If the garden can be plowed in the fall, by all means have it done. If
it is in sod, it must be done at that time if good results are to be
secured the following season. In this latter case, plow
a shallow furrow four to six inches deep and turning flat, as early as possible in the fall, turning under a coating of horse manure, or dressing of lime, and then going over it with a smoothing-harrow or the short blades of the Acme, to fill in all crevices. The object of the plowing is to get the sods rotted thoroughly before the following spring; then apply manure and plow deeply, six to twelve inches, according to the soil. Where the old garden is to be plowed up, if there has not been time to get in one of the cover crops suggested elsewhere in this text, plow as late as possible, and in ridges. If the soil is light and sandy, fall plowing will not be advisable.
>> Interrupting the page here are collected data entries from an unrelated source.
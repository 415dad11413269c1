/// Core sequencer logic - note storage, grid resolution and the editing session
use std::fmt;

use crate::constants::{
    DEFAULT_NOTE_UNITS, FIXED_PITCH, REFERENCE_RESOLUTION, SECONDS_PER_UNIT,
};
use crate::error::{Error, Result};
use grid::{GridLayout, ResizeGesture};

pub mod grid;
pub mod playback;

#[derive(Debug, Clone, Copy, PartialEq, Eq)]
pub struct Note {
    pub start: u32,
    pub duration: u32,
    pub pitch: u8,
}

impl Note {
    pub fn new(start: u32, duration: u32, pitch: u8) -> Self {
        Self {
            start,
            duration: duration.max(1),
            pitch,
        }
    }

    /// First step after the note
    pub fn end(&self) -> u32 {
        self.start.saturating_add(self.duration)
    }

    pub fn covers(&self, step: u32) -> bool {
        step >= self.start && step < self.end()
    }
}

/// Notes in insertion order. Lookups by (start, pitch) return the first match.
#[derive(Debug, Clone, Default)]
pub struct NoteList {
    notes: Vec<Note>,
}

impl NoteList {
    pub fn new() -> Self {
        Self::default()
    }

    /// Appends a note unless one already starts at `start` with `pitch`.
    pub fn add_note(&mut self, start: u32, duration: u32, pitch: u8) -> bool {
        if self.find(start, pitch).is_some() {
            return false;
        }
        self.notes.push(Note::new(start, duration, pitch));
        true
    }

    /// Overwrites the duration of the first note at (start, pitch). Missing
    /// notes are ignored.
    pub fn update_duration(&mut self, start: u32, pitch: u8, duration: u32) -> bool {
        match self
            .notes
            .iter_mut()
            .find(|n| n.start == start && n.pitch == pitch)
        {
            Some(note) => {
                note.duration = duration.max(1);
                true
            }
            None => false,
        }
    }

    pub fn find(&self, start: u32, pitch: u8) -> Option<&Note> {
        self.notes
            .iter()
            .find(|n| n.start == start && n.pitch == pitch)
    }

    pub fn covering(&self, step: u32, pitch: u8) -> Option<&Note> {
        self.notes
            .iter()
            .find(|n| n.pitch == pitch && n.covers(step))
    }

    pub fn iter(&self) -> std::slice::Iter<'_, Note> {
        self.notes.iter()
    }

    pub fn len(&self) -> usize {
        self.notes.len()
    }

    pub fn is_empty(&self) -> bool {
        self.notes.is_empty()
    }

    /// Latest end step over all notes, 0 when empty
    pub fn end_step(&self) -> u32 {
        self.notes.iter().map(Note::end).max().unwrap_or(0)
    }
}

impl<'a> IntoIterator for &'a NoteList {
    type Item = &'a Note;
    type IntoIter = std::slice::Iter<'a, Note>;

    fn into_iter(self) -> Self::IntoIter {
        self.iter()
    }
}

/// Grid resolution; sets both grid density and playback tempo
#[derive(Debug, Clone, Copy, PartialEq, Eq, Hash, Default)]
pub enum Resolution {
    Quarter,
    Eighth,
    #[default]
    Sixteenth,
}

impl Resolution {
    pub const ALL: [Resolution; 3] = [Self::Quarter, Self::Eighth, Self::Sixteenth];

    pub fn value(&self) -> u32 {
        match self {
            Self::Quarter => 4,
            Self::Eighth => 8,
            Self::Sixteenth => 16,
        }
    }

    /// Steps per reference unit
    pub fn steps_per_unit(&self) -> u32 {
        REFERENCE_RESOLUTION / self.value()
    }

    pub fn seconds_per_step(&self) -> f64 {
        SECONDS_PER_UNIT * (self.value() as f64 / REFERENCE_RESOLUTION as f64)
    }

    /// Duration given to a note created by clicking the grid
    pub fn default_note_duration(&self) -> u32 {
        DEFAULT_NOTE_UNITS * self.steps_per_unit()
    }

    /// Converts a step count at `from` into steps at `self`, keeping the
    /// absolute time. None when it does not land on a whole step.
    pub fn rescale_from(&self, from: Resolution, steps: u32) -> Option<u32> {
        let scaled = steps.checked_mul(from.value())?;
        (scaled % self.value() == 0).then(|| scaled / self.value())
    }
}

impl TryFrom<u32> for Resolution {
    type Error = Error;

    fn try_from(value: u32) -> Result<Self> {
        match value {
            4 => Ok(Self::Quarter),
            8 => Ok(Self::Eighth),
            16 => Ok(Self::Sixteenth),
            other => Err(Error::InvalidResolution(other)),
        }
    }
}

impl fmt::Display for Resolution {
    fn fmt(&self, f: &mut fmt::Formatter<'_>) -> fmt::Result {
        write!(f, "{}", self.value())
    }
}

/// Editing session: owns the notes, the resolution and any gesture in flight
#[derive(Debug, Clone, Default)]
pub struct PianoRoll {
    notes: NoteList,
    resolution: Resolution,
    gesture: Option<ResizeGesture>,
}

impl PianoRoll {
    pub fn new(resolution: Resolution) -> Self {
        Self {
            resolution,
            ..Self::default()
        }
    }

    pub fn notes(&self) -> &NoteList {
        &self.notes
    }

    pub fn resolution(&self) -> Resolution {
        self.resolution
    }

    pub fn layout(&self) -> GridLayout {
        GridLayout::new(self.resolution)
    }

    /// Places a note at the fixed pitch on an empty grid cell. Cells under an
    /// existing note belong to that note and are left alone.
    pub fn click_cell(&mut self, step: u32) -> bool {
        if step >= self.layout().time_steps() || self.note_at(step).is_some() {
            return false;
        }
        self.notes
            .add_note(step, self.resolution.default_note_duration(), FIXED_PITCH)
    }

    /// Note at the fixed pitch whose span includes `step`
    pub fn note_at(&self, step: u32) -> Option<&Note> {
        self.notes.covering(step, FIXED_PITCH)
    }

    /// Starts resizing the note under `step`, with the pointer at `pointer_x`.
    pub fn begin_resize(&mut self, step: u32, pointer_x: f32) -> bool {
        match self.note_at(step) {
            Some(note) => {
                self.gesture = Some(ResizeGesture::begin(note, pointer_x));
                true
            }
            None => false,
        }
    }

    /// Moves the active gesture, returning the previewed duration.
    pub fn drag_resize(&mut self, pointer_x: f32) -> Option<u32> {
        self.gesture.as_mut().map(|g| g.update(pointer_x))
    }

    /// Commits and drops the active gesture.
    pub fn end_resize(&mut self) {
        if let Some(gesture) = self.gesture.take() {
            gesture.finish(&mut self.notes);
        }
    }

    pub fn active_gesture(&self) -> Option<&ResizeGesture> {
        self.gesture.as_ref()
    }

    /// Duration to draw for `note`, taking an in-flight resize into account
    pub fn displayed_duration(&self, note: &Note) -> u32 {
        match &self.gesture {
            Some(g) if g.targets(note) => g.preview(),
            _ => note.duration,
        }
    }

    /// Switches resolution and rescales every note to keep its timing. The
    /// change is refused, leaving everything as it was, if any note would
    /// fall between steps of the new grid.
    pub fn set_resolution(&mut self, resolution: Resolution) -> Result<()> {
        if resolution == self.resolution {
            return Ok(());
        }
        let from = self.resolution;
        let mut rescaled = Vec::with_capacity(self.notes.len());
        for note in &self.notes {
            let start = resolution.rescale_from(from, note.start);
            let duration = resolution.rescale_from(from, note.duration);
            match (start, duration) {
                (Some(start), Some(duration)) => {
                    rescaled.push(Note::new(start, duration, note.pitch))
                }
                _ => {
                    log::warn!(
                        "grid resolution {} -> {} refused: note at step {} is off the grid",
                        from,
                        resolution,
                        note.start
                    );
                    return Err(Error::ResolutionChangeRefused { from, to: resolution });
                }
            }
        }
        log::info!(
            "grid resolution {} -> {}, rescaled {} notes",
            from,
            resolution,
            rescaled.len()
        );
        self.notes = NoteList { notes: rescaled };
        self.resolution = resolution;
        self.gesture = None;
        Ok(())
    }
}

/// Audio export is not available; always fails with `Error::ExportUnavailable`.
pub fn export(_notes: &NoteList) -> Result<()> {
    Err(Error::ExportUnavailable)
}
In beginning the spring work it is customary to put on the manure and plow but once. But the labor of double plowing will be well repaid, especially on a soil likely to suffer from drouth, if the ground be plowed once, deeply, before the manure is spread on, and then cross- plowed just sufficiently to turn the manure well under--say five or six inches. On stiff lands, and especially for root crops, it will pay if possible to have the sub-soil plow follow the regular plow. This is, of course, for thoroughly rotted and fined manure; if coarse, it had better be put under at one plowing, making the best of a handicap. If you have arranged to have your garden plowed "by the job," be on hand to see that no shirking is done, by taking furrows wider than the plow can turn completely; it is possible to "cut and cover" so that the surface of a piece will look well enough, when in reality it is little better than half plowed.